Jacqueline Davis (Begay) || || Taken || Werewolf || Kawennahere Devery Jacobs
Most of the time Jacky was of the mind that her peoples’ stories were just that, stories. Something to tell the kids to keep them inside after the sun went down. Something to tell each other to give encouragement and build bravery. Maybe even a psychotherapeutic allegory to work through interpersonal issues when it came to disagreements within the tribe. A few times in her life it occurred to her that the stories might be true, that Navajo Wolves and Witches could exist, but never so much as the night she went out to look for a lost sheep and was found three days later with three broken ribs, a broken arm, and a torn-up and bitten leg.
While some people chalked it up to an animal attack, other looked at Jacky with caution in their eyes and darkness in their hearts. The looks were enough to make Jacky nervous on her own land. Her family tried hard to be supportive, after all Jacky was their baby. Jacky tried to put it all behind her, even if it was a Navajo Wolf, they couldn’t be mad at her forever for the attack. If the bad medicine had infected her, there were a few rituals they could try to fix it, ways that would turn the bad medicine back on her attacker.
All that changed after the next full moon. The change was painful and terrifying, and Jacky woke up to 5 missing sheep and panic in the pit of her stomach. She couldn’t stay with her family and put them at risk. They performed an Enemy Way ritual to try and relieve Jacky of her bad medicine, but they couldn’t change her mind. She took a truck, her camping gear, and the rumors she heard about hidden lands of monsters and started looking. Soon enough she found Soapberry Springs, maybe the town knew that Jacky needed solace, maybe it just didn’t see a point in turning away another wolf, but the young woman made it in.

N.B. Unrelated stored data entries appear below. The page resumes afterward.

//! Pricing table types
//!
//! Defines tiered (bracket) price schedules and the flat no-reply rate.
//! The actual cost evaluation logic is in the `pricing` module.

use serde::{Deserialize, Serialize};

use crate::error::TableError;

/// A single tier in a bracket-style price schedule.
///
/// Units falling within `[min, max)` are charged `unit_price` each.
#[derive(Debug, Clone, Copy, PartialEq, Serialize, Deserialize)]
pub struct Tier {
    /// Quantity floor where this tier begins
    pub min: f64,
    /// Quantity ceiling where this tier ends (exclusive)
    pub max: f64,
    /// Marginal price per unit inside this tier
    pub unit_price: f64,
}

impl Tier {
    fn validate(&self, index: usize) -> Result<(), TableError> {
        if self.min < 0.0 {
            return Err(TableError::NegativeFloor {
                index,
                min: self.min,
            });
        }
        if self.min >= self.max {
            return Err(TableError::InvertedTier {
                index,
                min: self.min,
                max: self.max,
            });
        }
        if self.unit_price < 0.0 {
            return Err(TableError::NegativePrice {
                index,
                price: self.unit_price,
            });
        }
        Ok(())
    }
}

/// An ordered set of tiers keyed by `min`.
///
/// Tiers are validated and re-sorted ascending by `min` at construction;
/// tables are immutable afterward, so evaluation never needs to sort or
/// re-validate. An empty table is legal and always evaluates to zero cost.
///
/// Tiers are NOT required to tile the quantity domain: overlapping tiers
/// double-count the overlapping range during evaluation. Callers that want
/// the stricter contract can run [`PricingTable::validate_tiling`].
#[derive(Debug, Clone, PartialEq, Default, Serialize, Deserialize)]
#[serde(try_from = "Vec<Tier>", into = "Vec<Tier>")]
pub struct PricingTable {
    tiers: Vec<Tier>,
}

impl PricingTable {
    /// Build a table from tiers in any order.
    pub fn new(mut tiers: Vec<Tier>) -> Result<Self, TableError> {
        for (index, tier) in tiers.iter().enumerate() {
            tier.validate(index)?;
        }
        tiers.sort_by(|a, b| a.min.total_cmp(&b.min));
        Ok(Self { tiers })
    }

    /// Build from `(min, max, unit_price)` triples.
    pub fn from_rows(rows: &[(f64, f64, f64)]) -> Result<Self, TableError> {
        Self::new(
            rows.iter()
                .map(|&(min, max, unit_price)| Tier {
                    min,
                    max,
                    unit_price,
                })
                .collect(),
        )
    }

    /// Tiers in ascending `min` order.
    #[must_use]
    pub fn tiers(&self) -> &[Tier] {
        &self.tiers
    }

    #[must_use]
    pub fn is_empty(&self) -> bool {
        self.tiers.is_empty()
    }

    /// Opt-in strict check that tiers tile the domain without overlap:
    /// `tier[i].max == tier[i+1].min` for every adjacent pair.
    ///
    /// Advisory only. Evaluation never calls this, so tables that fail the
    /// check still evaluate with the documented double-counting behavior.
    pub fn validate_tiling(&self) -> Result<(), TableError> {
        for (index, pair) in self.tiers.windows(2).enumerate() {
            let index = index + 1;
            if pair[1].min < pair[0].max {
                return Err(TableError::Overlap { index });
            }
            if pair[1].min > pair[0].max {
                return Err(TableError::Gap { index });
            }
        }
        Ok(())
    }
}

impl TryFrom<Vec<Tier>> for PricingTable {
    type Error = TableError;

    fn try_from(tiers: Vec<Tier>) -> Result<Self, TableError> {
        Self::new(tiers)
    }
}

impl From<PricingTable> for Vec<Tier> {
    fn from(table: PricingTable) -> Self {
        table.tiers
    }
}

/// Flat per-unit price for stages without bracket pricing.
#[derive(Debug, Clone, Copy, PartialEq, Serialize, Deserialize)]
pub struct FlatRate {
    pub unit_price: f64,
}

impl FlatRate {
    pub fn new(unit_price: f64) -> Result<Self, TableError> {
        if unit_price < 0.0 {
            return Err(TableError::NegativePrice {
                index: 0,
                price: unit_price,
            });
        }
        Ok(Self { unit_price })
    }

    /// Cost of `quantity` units at the flat rate.
    #[must_use]
    pub fn cost(&self, quantity: f64) -> f64 {
        quantity * self.unit_price
    }
}

/// Price schedules for every charged funnel stage.
#[derive(Debug, Clone, PartialEq, Serialize, Deserialize)]
pub struct StageTables {
    /// Flat price per non-responding lead
    pub no_reply: FlatRate,
    /// Bracket schedule for responding leads
    pub leads: PricingTable,
    /// Bracket schedule for qualified leads
    pub qualified: PricingTable,
    /// Bracket schedule for booked meetings
    pub booked: PricingTable,
}

impl StageTables {
    /// The documented reference schedule (R$ values from the POC pricing
    /// agreement). Used by tests, benches, and as the CLI default.
    #[must_use]
    pub fn reference() -> Self {
        Self {
            no_reply: FlatRate { unit_price: 0.20 },
            leads: PricingTable::from_rows(&[
                (0.0, 500.0, 5.00),
                (500.0, 1500.0, 3.80),
                (1500.0, 2000.0, 3.00),
                (2000.0, 3000.0, 2.40),
                (3000.0, 99_999.0, 2.00),
            ])
            .expect("reference leads table is valid"),
            qualified: PricingTable::from_rows(&[
                (0.0, 50.0, 20.00),
                (50.0, 100.0, 15.00),
                (100.0, 150.0, 10.00),
                (150.0, 99_999.0, 5.00),
            ])
            .expect("reference qualified table is valid"),
            booked: PricingTable::from_rows(&[
                (0.0, 20.0, 100.00),
                (20.0, 50.0, 80.00),
                (50.0, 100.0, 60.00),
                (100.0, 99_999.0, 50.00),
            ])
            .expect("reference booked table is valid"),
        }
    }
}
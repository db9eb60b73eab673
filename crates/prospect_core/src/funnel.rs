//! Funnel propagation
//!
//! Pushes a lead volume through the conversion chain. Counts are expected
//! values, so fractional results are kept as-is.

use crate::model::{FunnelCounts, FunnelRates};

/// Propagate `total_leads` through the funnel.
///
/// Pure multiplication chain with no rounding and no validation; the
/// `simulate`/sweep entry points validate rates and volumes before calling.
#[must_use]
pub fn propagate(total_leads: f64, rates: &FunnelRates) -> FunnelCounts {
    let replies = total_leads * rates.response;
    let no_replies = total_leads - replies;
    let qualified = replies * rates.qualification;
    let booked = qualified * rates.booking;

    FunnelCounts {
        replies,
        no_replies,
        qualified,
        booked,
    }
}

Now Jacky wants to find a way to get rid of the wolf that takes control once a month, but might find more than she bargained for in the surprisingly friendly town.
Are you more worried about doing things right, or doing the right things? “After everything that’s happened to me, I don’t think there is a way to do things right anymore. All my life, even if I didn’t believe some of the stories, I lived by them. I kept corn pollen at my neck, I kept a turquoise charm in my pocket, and none of it protected me. I think the only thing anyone can do in this life is try to do the right thing, but knowing what the right thing is, now that’s the difficult part.”
What’s something you know you do differently than most people? “I know the way I talk can be very round-about, that’s a Dinee thing. We think being blunt is incredibly rude, and that talking about the sheep and the weather and your third cousin once removed before getting to our actual question or desired topic of conversation is the correct and polite way to go. I try not to send non-Dinee through the never ending throes of conversation when I’m talking to them, but sometimes I fall back into the way of talking that I think of as polite and respectful.”